Después de una conversación tan enriquecedora y profunda, Erik había ido por algo de comer, dejando solas a Diana y Karen en aquel cuarto pequeño de hospital público. Como si se hubieran congelado el tiempo y el espacio, una mano abrió la cortina. Karen reconoció inmediatamente de quién era la mano y sabía que tendría que enfrentar tarde o temprano esa situación.
Detrás de ella aparecieron dos rostros muy familiares para las hermanas, rostros que habían aprendido a reconocer desde muy pequeñas como mamá y papá.
La apariencia de ambos era terrible. Lucían verdaderamente preocupados y angustiados. Al verla ahí, recostada, conectada al monitor de signos vitales y al suero, llena de moretones, hinchada y con los ojos llorosos, ambos padres comenzaron a llorar y abrazaron a su hija con todo el cuidado del mundo.
El llanto de Karen era intenso. Intentaba hablar, pero no podía.
Ada, que escuchaba todo del otro lado de la cortina verde, no pudo más quien sentir compasión por la chica, que sin duda enfrentaba uno de los momentos más difíciles de su vida.
David, por otro lado, sonreía conmovido. No porque le gustara lo que estaba sucediendo sino porque sabía que ese momento tenía un propósito que trascendería de manera grandiosa en la vida de la muchacha.
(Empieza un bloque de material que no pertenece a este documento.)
use async_trait::async_trait;
use std::sync::Arc;
use tokio_util::sync::CancellationToken;

use super::{AgentReply, ChatParticipant};
use crate::core_types::{Message, Role};
use crate::errors::AgentError;
use crate::llm::LLM;
use crate::session::{ConversationSession, SessionConfig};
use crate::tools::ToolRegistry;

/// Model-backed team member with its own system message and tools.
///
/// Each turn replays the shared thread into a fresh `ConversationSession`:
/// the agent's own earlier replies as assistant messages, everything else as
/// named user messages. The session's tool traffic is returned as inner
/// messages and never enters the shared thread.
pub struct AssistantAgent {
    name: String,
    description: String,
    system_message: String,
    llm: Arc<dyn LLM>,
    registry: Arc<ToolRegistry>,
    config: SessionConfig,
}

impl AssistantAgent {
    pub fn new(
        name: impl Into<String>,
        description: impl Into<String>,
        system_message: impl Into<String>,
        llm: Arc<dyn LLM>,
    ) -> Self {
        Self {
            name: name.into(),
            description: description.into(),
            system_message: system_message.into(),
            llm,
            registry: Arc::new(ToolRegistry::new()),
            config: SessionConfig::default(),
        }
    }

    pub fn with_tools(mut self, registry: Arc<ToolRegistry>) -> Self {
        self.registry = registry;
        self
    }

    pub fn with_session_config(mut self, config: SessionConfig) -> Self {
        self.config = config;
        self
    }

    pub fn system_message(&self) -> &str {
        &self.system_message
    }

    pub fn tool_names(&self) -> Vec<&str> {
        self.registry.names()
    }

    fn build_history(&self, thread: &[Message]) -> Vec<Message> {
        let mut history = Vec::with_capacity(thread.len() + 1);
        history.push(Message::system(self.system_message.clone()));
        for message in thread {
            let own = message.role == Role::Assistant && message.name.as_deref() == Some(self.name.as_str());
            let replayed = if own {
                Message::assistant(message.content.clone())
            } else {
                Message::user(message.content.clone())
            };
            history.push(match &message.name {
                Some(name) => replayed.with_name(name.clone()),
                None => replayed,
            });
        }
        history
    }
}

#[async_trait]
impl ChatParticipant for AssistantAgent {
    fn name(&self) -> &str {
        &self.name
    }

    fn description(&self) -> &str {
        &self.description
    }

    async fn respond(&self, thread: &[Message], cancel: CancellationToken) -> Result<AgentReply, AgentError> {
        let history = self.build_history(thread);
        let seeded = history.len();

        let mut session = ConversationSession::from_history(self.llm.clone(), self.registry.clone(), self.config.clone(), history)
            .with_speaker(self.name.clone())
            .with_cancellation(cancel);
        let outcome = session.run().await?;
        log::debug!("Agent '{}' finished its turn: {}", self.name, outcome.stop_reason);

        let produced = session.into_history().split_off(seeded);
        let content = outcome.final_response.unwrap_or_default();
        let inner_messages = match produced.last() {
            Some(last) if last.role == Role::Assistant && !last.has_tool_calls() => {
                produced[..produced.len() - 1].to_vec()
            }
            _ => produced,
        };

        Ok(AgentReply {
            message: Message::assistant(content).with_name(self.name.clone()),
            inner_messages,
        })
    }
}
—¡Estás bien, estás bien…! —exclamaba una y otra vez Diana, la madre de Karen. Ésta no decía nada, y sólo escuchaba con los ojos cerrados lo que su madre una y otra vez le preguntaba.
Finalmente, los tres guardaron un silencio. Karen había aprendido a reconocer el fuego de su corazón y a apreciar el presente, sin embargo, sus padres eran una historia completamente distinta. Karen temía principalmente a su padre, de quien ella sabía que reaccionaba algunas veces de manera extrema.
—¿Ma… pa? —dijo Karen en un tono que les dejó saber a sus padres que algo andaba mal.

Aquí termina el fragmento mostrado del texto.